You can find a good explanation at this website:

http://www.bookofmormongeography.info/book-of-mormon-geography-cumorah

It should be pointed out that there are actually remnants of large Native American societies in the north-eastern United States. Ohio has large earthwork defenses and such. But there certainly isn't the wealth of ancient cities and structures that Meso-America offers.

Another off the wall theory puts the area in Malaysia, of all places. I find this one hard to square with what we know, but...

Anyway, I don't pretend this stuff is convincing to any but those who believe in the Book of Mormon for other reasons. I just point it all out to say that it's not impossible to square the geography with the book.

 
At 6/26/2009 5:51 PM , Blogger Angela said...

Just to add to the reason for the change to the introductory note in the BOM. It was written by McConkie mid-20th century, based on his supposition about the Lamanites. Early Mormons frequently assumed all Native Americans and Polynesians were related to or descendent from Lamanites (although this is never stated explicitly in the BOM) mostly based on guesswork and groupthink.

 
At 9/10/2009 1:43 PM , Blogger tlferney said...

I'm not sure how I found your blog, but I've been reading your comments on the Book of Mormon. As you can tell....I've made it to section 8/18.

I've often wondered wy so much emphasis is place upon the Book of Mormon as being a historical account. Through out the book the authors mention that they have only written 1/100th of the records, and from there it has also been abridged. The purpose of the book is to testify of Christ. The manner in which it does this is truly unique in comparison with the bible. Both books witness of Christ, but each seems to approach it from a different perspective. The book of Mormon seems to be from a very personal level. The authors often write down their emotions and pleadings with the Lord.

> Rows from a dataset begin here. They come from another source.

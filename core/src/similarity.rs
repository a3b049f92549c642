//! Fuzzy whole-word similarity and suffix overlap for the repetition scan.

use once_cell::sync::Lazy;
use regex::Regex;

static PUNCTUATION_RE: Lazy<Regex> =
    Lazy::new(|| Regex::new(r"\p{P}+").expect("valid punctuation regex"));

/// Words with fewer cleaned characters than this are never fuzzy-matched.
const MIN_FUZZY_LEN: usize = 4;

fn clean(word: &str) -> String {
    PUNCTUATION_RE
        .replace_all(word, "")
        .trim()
        .to_lowercase()
}

/// Ratcliff/Obershelp matching-character ratio over the cleaned forms,
/// in `[0, 1]`. Longest common runs are located leftmost-first and the
/// flanks decomposed recursively, matching the classic definition.
pub fn similarity_ratio(a: &str, b: &str) -> f64 {
    let a: Vec<char> = clean(a).chars().collect();
    let b: Vec<char> = clean(b).chars().collect();
    let total = a.len() + b.len();
    if total == 0 {
        return 1.0;
    }
    2.0 * matching_chars(&a, &b) as f64 / total as f64
}

fn matching_chars(a: &[char], b: &[char]) -> usize {
    if a.is_empty() || b.is_empty() {
        return 0;
    }
    let (start_a, start_b, len) = longest_common_run(a, b);
    if len == 0 {
        return 0;
    }
    len + matching_chars(&a[..start_a], &b[..start_b])
        + matching_chars(&a[start_a + len..], &b[start_b + len..])
}

fn longest_common_run(a: &[char], b: &[char]) -> (usize, usize, usize) {
    let mut best = (0, 0, 0);
    // row[j + 1] holds the run length ending at a[i] / b[j]
    let mut row = vec![0usize; b.len() + 1];
    for (i, ca) in a.iter().enumerate() {
        let mut diagonal = 0;
        for (j, cb) in b.iter().enumerate() {
            let above = row[j + 1];
            row[j + 1] = if ca == cb { diagonal + 1 } else { 0 };
            if row[j + 1] > best.2 {
                best = (i + 1 - row[j + 1], j + 1 - row[j + 1], row[j + 1]);
            }
            diagonal = above;
        }
    }
    best
}

/// Whether two surface forms are close enough to count as the same word.
///
/// Exact matches after stripping punctuation and case always qualify, so
/// plurals and conjugations of a shared root collapse together via the
/// ratio test while short function words stay apart.
pub fn is_similar(a: &str, b: &str, threshold: f64) -> bool {
    let a = clean(a);
    let b = clean(b);
    if a == b {
        return true;
    }
    let a: Vec<char> = a.chars().collect();
    let b: Vec<char> = b.chars().collect();
    if a.len().min(b.len()) < MIN_FUZZY_LEN {
        return false;
    }
    let ratio = 2.0 * matching_chars(&a, &b) as f64 / (a.len() + b.len()) as f64;
    ratio >= threshold
}

/// Longest shared case-insensitive suffix of at least `min_len` characters,
/// or the empty string when the overlap is shorter.
pub fn common_suffix(a: &str, b: &str, min_len: usize) -> String {
    let a: Vec<char> = a.to_lowercase().chars().collect();
    let b: Vec<char> = b.to_lowercase().chars().collect();
    let mut run = 0;
    while run < a.len() && run < b.len() && a[a.len() - 1 - run] == b[b.len() - 1 - run] {
        run += 1;
    }
    if run >= min_len {
        a[a.len() - run..].iter().collect()
    } else {
        String::new()
    }
}

#[cfg(test)]
mod tests {
    use super::*;

    const THRESHOLD: f64 = 0.8;

    #[test]
    fn identical_words_are_similar() {
        assert!(is_similar("gato", "gato", THRESHOLD));
        assert!(is_similar("Gato,", "gato", THRESHOLD));
        assert!(is_similar("sí", "sí", THRESHOLD));
    }

    #[test]
    fn is_similar_is_symmetric() {
        for (a, b) in [("gato", "gatos"), ("correr", "corría"), ("perro", "gato")] {
            assert_eq!(
                is_similar(a, b, THRESHOLD),
                is_similar(b, a, THRESHOLD),
                "asymmetric for {a}/{b}"
            );
        }
    }

    #[test]
    fn plural_of_same_root_is_similar() {
        assert!(is_similar("gato", "gatos", THRESHOLD));
        assert!(is_similar("caminaba", "caminaban", THRESHOLD));
    }

    #[test]
    fn short_words_never_fuzzy_match() {
        // "sol"/"son" share 2 of 3 chars but stay below the length floor
        assert!(!is_similar("sol", "son", THRESHOLD));
        assert!(!is_similar("de", "del", THRESHOLD));
    }

    #[test]
    fn unrelated_words_are_not_similar() {
        assert!(!is_similar("perro", "gato", THRESHOLD));
        assert!(!is_similar("perro", "gatos", THRESHOLD));
    }

    #[test]
    fn ratio_matches_known_values() {
        // 2 * 4 shared chars / (4 + 5)
        let ratio = similarity_ratio("gato", "gatos");
        assert!((ratio - 8.0 / 9.0).abs() < 1e-9);
        assert!((similarity_ratio("abc", "abc") - 1.0).abs() < 1e-9);
    }

    #[test]
    fn punctuation_is_stripped_before_comparison() {
        assert!(is_similar("¡gato!", "gato", THRESHOLD));
        assert!(is_similar("«gatos»", "gato,", THRESHOLD));
    }

    #[test]
    fn common_suffix_requires_min_len() {
        assert_eq!(common_suffix("perro", "gato", 3), "");
        assert_eq!(common_suffix("cantaba", "saltaba", 3), "taba");
        assert_eq!(common_suffix("Cantaba", "SALTABA", 3), "taba");
    }

    #[test]
    fn common_suffix_is_empty_when_last_chars_differ() {
        assert_eq!(common_suffix("gatos", "gato", 3), "");
        assert_eq!(common_suffix("camión", "melón", 2), "ón");
    }

    #[test]
    fn common_suffix_is_a_suffix_of_both_inputs() {
        let suffix = common_suffix("corriendo", "saltando", 3);
        assert_eq!(suffix, "ndo");
        assert!("corriendo".ends_with(&suffix));
        assert!("saltando".ends_with(&suffix));
    }
}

The bible on the other hand seems to be summary account of God's dealings with the Jews.

 
At 9/10/2009 4:34 PM , Blogger Sam said...

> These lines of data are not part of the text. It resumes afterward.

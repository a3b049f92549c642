use std::{collections::BTreeMap, fs, path::PathBuf};

use anyhow::Context;
use clap::{ArgAction, Parser};
use console::style;
use estilo_core::{
    legend_html, tokens_from_json, Annotator, Category, Checker, CheckerConfig, DisabledChecker,
    LanguageToolClient, MarkupReport, Pipeline, RepetitionTuning, Toggles, Token, Tokenizer,
};
use serde::{Deserialize, Serialize};

/// Spanish prose style annotator CLI entry point.
#[derive(Debug, Parser)]
#[command(name = "estilo", about = "Annotate Spanish prose for stylistic patterns.")]
struct Args {
    /// Text file to annotate (plain UTF-8).
    #[arg(value_name = "TEXT")]
    text: PathBuf,

    /// Token dump for the text, as JSON exported from the NLP pipeline.
    #[arg(long, value_name = "FILE")]
    tokens: PathBuf,

    /// Path to config file (YAML). Defaults to estilo.yml if present.
    #[arg(long, default_value = "estilo.yml")]
    config: PathBuf,

    /// Emit the full report as JSON.
    #[arg(long, action = ArgAction::SetTrue)]
    json: bool,

    /// Write the annotated HTML document (with legend) to this file.
    #[arg(long, value_name = "FILE")]
    out: Option<PathBuf>,

    /// Enable only these categories (comma-separated). Implies disabling others.
    #[arg(long, value_delimiter = ',', value_name = "CAT[,CAT]")]
    only: Vec<String>,

    /// Enable additional categories (comma-separated).
    #[arg(long, value_delimiter = ',', value_name = "CAT[,CAT]")]
    enable: Vec<String>,

    /// Disable categories (comma-separated).
    #[arg(long, value_delimiter = ',', value_name = "CAT[,CAT]")]
    disable: Vec<String>,

    /// Skip the external spelling/grammar check.
    #[arg(long, action = ArgAction::SetTrue)]
    no_check: bool,
}

/// On-disk configuration, all sections optional.
#[derive(Debug, Clone, Default, Serialize, Deserialize)]
#[serde(default)]
struct FileConfig {
    toggles: Toggles,
    tuning: RepetitionTuning,
    checker: CheckerConfig,
}

/// Replays a token dump produced by the external tagger.
struct DumpTokenizer {
    tokens: Vec<Token>,
}

impl Tokenizer for DumpTokenizer {
    fn tokenize(&self, _text: &str) -> anyhow::Result<Vec<Token>> {
        Ok(self.tokens.clone())
    }
}

#[derive(Debug, Serialize)]
struct OutputReport<'a> {
    word_count: usize,
    degraded: bool,
    category_counts: &'a BTreeMap<Category, usize>,
    html: &'a str,
}

fn main() -> anyhow::Result<()> {
    env_logger::init();
    let args = Args::parse();

    let cfg = load_config(&args.config)?;
    let mut toggles = cfg.toggles.clone();
    apply_category_flags(&mut toggles, &args.only, &args.enable, &args.disable)?;

    let text = fs::read_to_string(&args.text)
        .with_context(|| format!("Failed to read {}", args.text.display()))?;
    let tokens = load_tokens(&args.tokens, &text)?;
    log::debug!(
        "analyzing {} chars with {} tokens",
        text.chars().count(),
        tokens.len()
    );

    let checker: Box<dyn Checker> = if args.no_check || !cfg.checker.enabled {
        Box::new(DisabledChecker)
    } else {
        Box::new(LanguageToolClient::new(cfg.checker.clone())?)
    };

    let pipeline = Pipeline::new(DumpTokenizer { tokens }, checker);
    let analysis = pipeline.analyze(&text)?;
    if analysis.degraded && !args.json {
        eprintln!(
            "{}",
            style("warning: grammar checker unreachable, spelling/grammar marks skipped")
                .yellow()
        );
    }

    let annotator = Annotator::new(cfg.tuning.clone());
    let report = annotator.render(&text, &analysis.tokens, &analysis.findings, &toggles);

    if let Some(out) = &args.out {
        fs::write(out, export_document(&report))
            .with_context(|| format!("Failed to write {}", out.display()))?;
        if !args.json {
            println!("{} {}", style("Documento escrito en").bold(), out.display());
        }
    }

    if args.json {
        let output = OutputReport {
            word_count: report.word_count,
            degraded: analysis.degraded,
            category_counts: &report.category_counts,
            html: &report.html,
        };
        println!("{}", serde_json::to_string_pretty(&output)?);
    } else {
        print_summary(&report, &toggles);
    }

    Ok(())
}

fn load_config(path: &PathBuf) -> anyhow::Result<FileConfig> {
    if path.exists() {
        let text = fs::read_to_string(path)
            .with_context(|| format!("Failed to read config {}", path.display()))?;
        let cfg: FileConfig = serde_yaml::from_str(&text)
            .with_context(|| format!("Invalid config structure in {}", path.display()))?;
        Ok(cfg)
    } else {
        Ok(FileConfig::default())
    }
}

fn load_tokens(path: &PathBuf, text: &str) -> anyhow::Result<Vec<Token>> {
    let data = fs::read_to_string(path)
        .with_context(|| format!("Failed to read token dump {}", path.display()))?;
    let tokens = tokens_from_json(&data)
        .with_context(|| format!("Invalid token dump in {}", path.display()))?;
    let char_count = text.chars().count();
    if let Some(token) = tokens.iter().find(|t| t.end > char_count) {
        anyhow::bail!(
            "token `{}` ends past the text ({} > {} chars); is the dump for this text?",
            token.text,
            token.end,
            char_count
        );
    }
    Ok(tokens)
}

fn parse_category(name: &str) -> anyhow::Result<Category> {
    let n = name.trim().to_lowercase();
    match n.as_str() {
        "adverbios" | "adverbs" => Ok(Category::Adverb),
        "adjetivos" | "adjectives" => Ok(Category::Adjective),
        "repeticiones_totales" | "repeticiones" | "repetitions" => Ok(Category::Repetition),
        "rimas_parciales" | "rimas" | "rhymes" => Ok(Category::PartialRhyme),
        "dobles_verbos" | "double-verbs" => Ok(Category::DoubleVerb),
        "preterito_compuesto" | "compound-past" => Ok(Category::CompoundPast),
        "orthography" | "ortografia" | "ortografía" => Ok(Category::Orthography),
        "grammar" | "gramatica" | "gramática" => Ok(Category::Grammar),
        _ => anyhow::bail!("unknown category `{name}`"),
    }
}

fn apply_category_flags(
    toggles: &mut Toggles,
    only: &[String],
    enable: &[String],
    disable: &[String],
) -> anyhow::Result<()> {
    if !only.is_empty() {
        *toggles = Toggles::none();
        for name in only {
            toggles.set(parse_category(name)?, true);
        }
    }
    for name in enable {
        toggles.set(parse_category(name)?, true);
    }
    for name in disable {
        toggles.set(parse_category(name)?, false);
    }
    Ok(())
}

/// Complete HTML document with the legend ahead of the annotated body,
/// ready for downstream export.
fn export_document(report: &MarkupReport) -> String {
    format!(
        "<html><body style=\"font-family: Arial;\">{}{}</body></html>",
        legend_html(&report.category_counts),
        report.html
    )
}

fn print_summary(report: &MarkupReport, toggles: &Toggles) {
    println!("{}", style("Marcas por categoría:").bold());
    for category in Category::ALL {
        let count = report.category_counts.get(&category).copied().unwrap_or(0);
        let label = format!("{} ({count})", category.label());
        if toggles.get(category) {
            println!("  - {}", style(label).cyan());
        } else {
            println!("  - {}", style(label).dim());
        }
    }
    println!();
    println!(
        "{} palabras, {} marcas en total",
        report.word_count,
        report.total_marks()
    );
}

I've often wondered wy so much emphasis is place upon the Book of Mormon as being a historical account.

It's because the historicity of the BOM is relevant to the credibility of Joseph Smith, and the credibility of Joseph Smith is relevant to the credibility of the LDS Church.

 
At 9/10/2009 4:38 PM , Blogger Seth R. said...

That doesn't exactly answer tiferney's point.

 
At 9/10/2009 4:51 PM , Blogger Sam said...

Maybe I'm missing his point then. Nothing he explained is relevant to the reason I had for placing so much emphasis on the historicity of the BOM. He wondered why I had placed so much emphasis on its historicity, and I told him.

 
At 9/10/2009 5:00 PM , Blogger Seth R. said...

He was making the point that detailed verifiable history was not the main point of the book in the first place.

But I guess you have a point too.

 
At 9/10/2009 5:07 PM , Blogger Sam said...

Oh, well I don't have a problem with that point. I wouldn't expect the BOM to give an exhaustive 1000 year history considering how short it is.

 
At 10/26/2011 3:41 PM , Blogger Tyson said...

lol...I wish I would have followed up on this topic. I never new Sam answered my question. Sorry for the confusion....after 2 years.

 
At 10/26/2011 4:10 PM , Blogger Sam said...

What question did I answer? I didn't see any of your previous posts in these comments.